Détroit
La réalisatrice Kathryn Bigelow reprend sa caméra pour ressusciter une page tragique de l’histoire contemporaine des Etats-Unis : les émeutes de Détroit en 1967. Jusqu’à en faire un cas d’école. Brillant!
L’Amérique et sa croix
L’Amérique a ses démons. Et ils sont d’autant plus cruels qu’ils attaquent souvent sans prévenir et parfois sans raison. C’est le cas des émeutes de Détroit qui ont surgi au coeur de l’été 1967. Cinq jours de chaos mettent la ville à feu et à sang. Ils font 43 morts, 1200 blessés et provoquent plus de 7000 arrestations et encore bien plus de traumatismes.
L’étincelle surgit après une banale descente dans un tripot clandestin. Une centaine de noirs y font la fête gentiment. Ils honorent le retour de l’un d’entre eux de la guerre du Vietnam. Et continuent à boire de l’alcool en dehors des heures autorisées. Sans réelle raison donc, la police s’invite et arrête la plupart des personnes présentes.

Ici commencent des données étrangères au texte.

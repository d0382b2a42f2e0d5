//! Background Tasks Module
//!
//! Contains the tasks spawned by the cache while it is in use.
//!
//! # Tasks
//! - Expiration watcher: deletes one written entry once its TTL has elapsed

mod watcher;

pub use watcher::{
    drain_watchers, reap_finished, spawn_watcher, ExpirationWatcher, WatchOutcome,
};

Une bouteille est lancée dans la rue. Elle provoque immédiatement un rassemblement. Ainsi débutent une série de pillages, d’incendies, d’arrestations et de débordements qui font que ces émeutes se classent parmi les plus graves jamais arrivées aux Etats-Unis.
Détroit, un modèle
Les événements, mal gérés par les autorités, dégénèrent vite et tournent au drame. Pourtant, Detroit est à l’époque une ville modèle pour l’intégration des afro-américains. Comme le précise le superbe générique du film de Kathryn Bigelow, constitué à partir de tableaux du peintre Jacob Lawrence, la population noire a grossi très vite à Détroit, chassée du Sud par les séquelles de la ségrégation et attirée par la forte industrialisation du Nord.

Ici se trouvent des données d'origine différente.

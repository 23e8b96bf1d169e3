//! Implementation of the `speak listen` command.

use crate::bridge::{Bridge, BridgeSettings, BusEvent, MqttLink, MqttSettings, SubprocessDispatch};
use crate::cli::ListenArgs;
use crate::config::{Config, MqttConfig};
use crate::error::{Result, SpeakError};
use crate::exit_codes;
use crate::locks::ContentionPolicy;
use crate::runner::Output;
use crate::signals;
use crate::strategy::ContentionFlags;
use std::path::PathBuf;
use std::sync::atomic::Ordering;
use std::sync::mpsc;
use std::time::Duration;

/// Execute the `speak listen` command.
pub fn cmd_listen(config: &Config, config_path: Option<PathBuf>, args: ListenArgs) -> Result<i32> {
    let mqtt = merge_mqtt(&config.mqtt, &args);
    let settings = BridgeSettings {
        policy: resolve_policy(&mqtt, &args)?,
        output: args.output.clone().map_or(Output::Play, Output::Save),
        accelerate: args.gpu,
        stats_every: mqtt.stats_every,
    };
    if settings.stats_every == 0 {
        return Err(SpeakError::Config(
            "--stats-every must be greater than 0".to_string(),
        ));
    }

    let dispatch =
        SubprocessDispatch::current_exe(Duration::from_secs(mqtt.invocation_timeout_secs))?
            .with_config(config_path);

    let (tx, rx) = mpsc::channel();
    let cancel = dispatch.cancel_flag();
    let shutdown_tx = tx.clone();
    signals::install(move |_| {
        cancel.store(true, Ordering::SeqCst);
        let _ = shutdown_tx.send(BusEvent::Shutdown);
    })?;

    match settings.policy {
        Some(policy) => tracing::info!(%policy, topic = %mqtt.topic, "listening for messages"),
        None => tracing::warn!(topic = %mqtt.topic, "listening with locking disabled"),
    }
    let link = MqttLink::connect(&MqttSettings::from_config(&mqtt), tx)?;
    let result = Bridge::new(dispatch, settings).run(&rx);
    link.disconnect();

    let counters = result?;
    println!("Final stats: {}", counters);
    Ok(exit_codes::SUCCESS)
}

/// Command-line values override the `mqtt:` config section.
fn merge_mqtt(base: &MqttConfig, args: &ListenArgs) -> MqttConfig {
    let mut mqtt = base.clone();
    if let Some(server) = &args.server {
        mqtt.broker = server.clone();
    }
    if let Some(port) = args.port {
        mqtt.port = port;
    }
    if let Some(topic) = &args.topic {
        mqtt.topic = topic.clone();
    }
    if args.username.is_some() {
        mqtt.username = args.username.clone();
    }
    if args.password.is_some() {
        mqtt.password = args.password.clone();
    }
    if let Some(strategy) = args.strategy {
        mqtt.strategy = strategy;
    }
    if let Some(stats_every) = args.stats_every {
        mqtt.stats_every = stats_every;
    }
    mqtt
}

/// The configured strategy applies only when no contention flag was given;
/// the legacy flags then resolve exactly as they do for `say`.
fn contention_flags(mqtt: &MqttConfig, args: &ListenArgs) -> ContentionFlags {
    let legacy = args.skip_if_locked || args.lock_timeout.is_some() || args.no_lock;
    ContentionFlags {
        strategy: args.strategy.or((!legacy).then_some(mqtt.strategy)),
        skip_if_locked: args.skip_if_locked,
        lock_timeout: args.lock_timeout,
        no_lock: args.no_lock,
    }
}

fn resolve_policy(mqtt: &MqttConfig, args: &ListenArgs) -> Result<Option<ContentionPolicy>> {
    contention_flags(mqtt, args).resolve(mqtt.lock_timeout_secs)
}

Et pourtant, ce relatif confort dissimule de graves discriminations et surtout un traitement fort injuste des institutions républicaines que sont la police, les autorités politiques et la justice. C’est de cela que la seule réalisatrice oscarisée a choisi de traiter, en ressuscitant un épisode quasi oublié de l’histoire américaine. En toute conscience, elle à qui l’on avait reproché d’en manquer dans ses films sur Ben Laden, Zero Dark Thirty.
Perte de contrôle
Le film débute par cette descente de police et montre l’enchainement rapide et incontrôlé des événements. Après un survol intéressant et pertinent du chaos et une judicieux démonstration des enjeux et des forces en présence – notamment des bafouillages et et de la mésentente des autorités concernées – , la caméra nerveuse de Kathryn Bigelow commence à s’attarder sur certaines personnalités. Ce sont elles que nous suivront ensuite, dans un saisissant mouvement de rapprochement. Elles vont devenir à la fois les héros du film et les incarnations de ce qu’il veut dénoncer.

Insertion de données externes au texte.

//! Termination signal handling.
//!
//! SIGINT and SIGTERM are watched from a dedicated thread running a
//! current-thread tokio runtime, so the blocking code paths (lock waits,
//! subprocess waits) stay synchronous. The handler runs once, on that thread.

use crate::error::{Result, SpeakError};
use crate::exit_codes;
use std::fmt;
use std::sync::mpsc;
use std::thread;

/// A termination request from the OS.
#[derive(Debug, Clone, Copy, PartialEq, Eq)]
pub enum Signal {
    Interrupt,
    Terminate,
}

impl Signal {
    /// Conventional `128 + signo` exit code.
    pub fn exit_code(self) -> i32 {
        match self {
            Signal::Interrupt => exit_codes::INTERRUPTED,
            Signal::Terminate => exit_codes::TERMINATED,
        }
    }
}

impl fmt::Display for Signal {
    fn fmt(&self, f: &mut fmt::Formatter<'_>) -> fmt::Result {
        match self {
            Signal::Interrupt => write!(f, "SIGINT"),
            Signal::Terminate => write!(f, "SIGTERM"),
        }
    }
}

/// Install the handler and return once signals are being watched.
///
/// From this point the default SIGINT/SIGTERM disposition is replaced; the
/// process keeps running unless `on_signal` exits it.
pub fn install<F>(on_signal: F) -> Result<()>
where
    F: FnOnce(Signal) + Send + 'static,
{
    let (ready_tx, ready_rx) = mpsc::sync_channel::<Result<()>>(1);

    thread::Builder::new()
        .name("speak-signals".to_string())
        .spawn(move || {
            let runtime = match tokio::runtime::Builder::new_current_thread()
                .enable_all()
                .build()
            {
                Ok(runtime) => runtime,
                Err(e) => {
                    let _ = ready_tx.send(Err(SpeakError::Io(format!(
                        "failed to start signal runtime: {}",
                        e
                    ))));
                    return;
                }
            };

            runtime.block_on(async move {
                match wait_for_signal(ready_tx).await {
                    Some(signal) => {
                        tracing::info!(%signal, "received termination signal");
                        on_signal(signal);
                    }
                    None => tracing::debug!("signal watcher stopped"),
                }
            });
        })
        .map_err(|e| SpeakError::Io(format!("failed to spawn signal thread: {}", e)))?;

    ready_rx
        .recv()
        .map_err(|_| SpeakError::Io("signal thread exited during setup".to_string()))?
}

#[cfg(unix)]
async fn wait_for_signal(ready: mpsc::SyncSender<Result<()>>) -> Option<Signal> {
    use tokio::signal::unix::{SignalKind, signal};

    let streams = signal(SignalKind::interrupt())
        .and_then(|int| signal(SignalKind::terminate()).map(|term| (int, term)));
    let (mut sigint, mut sigterm) = match streams {
        Ok(streams) => streams,
        Err(e) => {
            let _ = ready.send(Err(SpeakError::Io(format!(
                "failed to register signal handlers: {}",
                e
            ))));
            return None;
        }
    };
    let _ = ready.send(Ok(()));

    tokio::select! {
        received = sigint.recv() => received.map(|_| Signal::Interrupt),
        received = sigterm.recv() => received.map(|_| Signal::Terminate),
    }
}

#[cfg(not(unix))]
async fn wait_for_signal(ready: mpsc::SyncSender<Result<()>>) -> Option<Signal> {
    let _ = ready.send(Ok(()));
    tokio::signal::ctrl_c().await.ok().map(|_| Signal::Interrupt)
}

#[cfg(test)]
mod tests {
    use super::*;

    #[test]
    fn exit_codes_follow_shell_convention() {
        assert_eq!(Signal::Interrupt.exit_code(), 130);
        assert_eq!(Signal::Terminate.exit_code(), 143);
    }

    #[test]
    fn display_names_the_signal() {
        assert_eq!(Signal::Interrupt.to_string(), "SIGINT");
        assert_eq!(Signal::Terminate.to_string(), "SIGTERM");
    }

    #[cfg(unix)]
    #[test]
    fn handler_runs_on_sigterm() {
        use std::process::Command;
        use std::time::Duration;

        let (tx, rx) = mpsc::channel();
        install(move |signal| {
            let _ = tx.send(signal);
        })
        .unwrap();

        let status = Command::new("kill")
            .arg("-TERM")
            .arg(std::process::id().to_string())
            .status()
            .unwrap();
        assert!(status.success());

        let received = rx.recv_timeout(Duration::from_secs(5)).unwrap();
        assert_eq!(received, Signal::Terminate);
    }
}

La ville a beau être en plein chaos, on continue d’y rire et d’y chanter. Pour The Dramatics, c’est même une soirée qui compte plus que tout puisqu’ils doivent, pour la première fois, se produire sur scène. Ce ne sera pas le cas. Et deux membres de ce groupe de musique soul, empêchés de rentrer chez eux, vont allés se réfugier à l’Algiers Motel. Ils n’auraient pas dû. Dans ce motel surtout fréquenté par des noirs, la situation va devenir insoutenable.
A l’Algiers Motel
A l’Algiers Motel, la nuit va se transformer en cauchemar. Accusés d’avoir tiré des coups de feu, une dizaine d’hommes et deux jeunes femmes blanches vont subir le pire sadisme de la part d’un groupe de policiers dépassés. Ici, la caméra de Kathryn Bigelow devient intrusive, parfois même peut-être un peu complaisainte. Mais là encore, et même si la scène semble interminable, elle n’est qu’une étape dans le processus de dénonciation.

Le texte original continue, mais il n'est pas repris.